Experimental evolution identifies adaptive aneuploidy as a mechanism of fluconazole resistance in Candida auris.

Candida auris is a newly emerging fungal pathogen of humans and has attracted considerable attention from both the clinical and basic research communities. Clinical isolates of C. auris are often resistant to one or more antifungal agents. To explore how antifungal resistance develops, we performed experimental evolution assays in the current study using a fluconazole-susceptible isolate of C. auris (BJCA001). After a series of passages through medium containing increased concentrations of fluconazole, fungal cells acquired resistance.
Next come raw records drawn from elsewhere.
//! Append-only audit log of stock movements.

use chrono::{DateTime, Utc};
use common::{Tenancy, TenantScope};
use serde::{Deserialize, Serialize};
use uuid::Uuid;

/// Kind of stock movement being audited.
#[derive(Debug, Clone, Copy, PartialEq, Eq, Hash, Serialize, Deserialize)]
#[serde(rename_all = "snake_case")]
pub enum TransactionType {
    Receive,
    Pick,
    Adjust,
    Reserve,
    Release,
    Stage,
    Ship,
    Return,
}

impl TransactionType {
    pub fn as_str(&self) -> &'static str {
        match self {
            TransactionType::Receive => "receive",
            TransactionType::Pick => "pick",
            TransactionType::Adjust => "adjust",
            TransactionType::Reserve => "reserve",
            TransactionType::Release => "release",
            TransactionType::Stage => "stage",
            TransactionType::Ship => "ship",
            TransactionType::Return => "return",
        }
    }
}

impl std::fmt::Display for TransactionType {
    fn fmt(&self, f: &mut std::fmt::Formatter<'_>) -> std::fmt::Result {
        f.write_str(self.as_str())
    }
}

impl std::str::FromStr for TransactionType {
    type Err = String;

    fn from_str(s: &str) -> Result<Self, Self::Err> {
        match s {
            "receive" => Ok(TransactionType::Receive),
            "pick" => Ok(TransactionType::Pick),
            "adjust" => Ok(TransactionType::Adjust),
            "reserve" => Ok(TransactionType::Reserve),
            "release" => Ok(TransactionType::Release),
            "stage" => Ok(TransactionType::Stage),
            "ship" => Ok(TransactionType::Ship),
            "return" => Ok(TransactionType::Return),
            other => Err(format!("unknown transaction type: {other}")),
        }
    }
}

/// One audited stock movement. Never updated once written.
#[derive(Debug, Clone, PartialEq, Serialize, Deserialize)]
pub struct InventoryTransaction {
    pub transaction_id: String,
    pub tenancy: Tenancy,
    #[serde(rename = "type")]
    pub transaction_type: TransactionType,
    pub sku: String,
    pub location_id: String,
    /// PO, order, reservation or allocation the movement belongs to.
    pub reference_id: String,
    /// Signed: receipts are positive, picks negative.
    pub quantity_delta: i64,
    pub created_at: DateTime<Utc>,
    pub created_by: String,
}

impl InventoryTransaction {
    pub fn new(
        tenancy: Tenancy,
        transaction_type: TransactionType,
        sku: impl Into<String>,
        location_id: impl Into<String>,
        reference_id: impl Into<String>,
        quantity_delta: i64,
        created_by: impl Into<String>,
    ) -> Self {
        Self {
            transaction_id: format!("TXN-{}", Uuid::new_v4().simple()),
            tenancy,
            transaction_type,
            sku: sku.into(),
            location_id: location_id.into(),
            reference_id: reference_id.into(),
            quantity_delta,
            created_at: Utc::now(),
            created_by: created_by.into(),
        }
    }

    pub fn at(mut self, created_at: DateTime<Utc>) -> Self {
        self.created_at = created_at;
        self
    }

    pub fn scope(&self) -> TenantScope {
        self.tenancy.scope()
    }
}

#[cfg(test)]
mod tests {
    use super::*;

    #[test]
    fn test_new_transaction() {
        let txn = InventoryTransaction::new(
            Tenancy::new("T1", "F1", "W1"),
            TransactionType::Pick,
            "SKU-1",
            "A-01",
            "O-1",
            -4,
            "picker",
        );
        assert!(txn.transaction_id.starts_with("TXN-"));
        assert_eq!(txn.scope(), TenantScope::new("T1", "F1"));

        let json = serde_json::to_value(&txn).unwrap();
        assert_eq!(json["type"], "pick");
        assert_eq!(json["quantity_delta"], -4);
    }

    #[test]
    fn test_type_names_roundtrip() {
        for t in [
            TransactionType::Receive,
            TransactionType::Pick,
            TransactionType::Adjust,
            TransactionType::Reserve,
            TransactionType::Release,
            TransactionType::Stage,
            TransactionType::Ship,
            TransactionType::Return,
        ] {
            assert_eq!(t.as_str().parse::<TransactionType>().unwrap(), t);
        }
    }
}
By sequencing and comparing the genomes of the parental fluconazole-susceptible strain and 26 experimentally evolved strains of C. auris, we found that a portion of fluconazole-resistant strains carried one extra copy of Chromosome V. In the absence of fluconazole, C. auris cells rapidly became susceptible and lost the extra copy of Chromosome V. Genomic and RNA-Seq analyses indicate that this chromosome carries a number of drug resistance-related genes, which were transcriptionally up-regulated in the resistant, aneuploid strains. Moreover, missense mutations were identified in genes TAC1B, RRP6, and SFT2 in all experimentally evolved strains. Our findings suggest that the gain of an extra copy of chromosome V is associated with the rapid acquisition of fluconazole-resistance and may represent an important evolutionary mechanism of antifungal resistance in C. auris.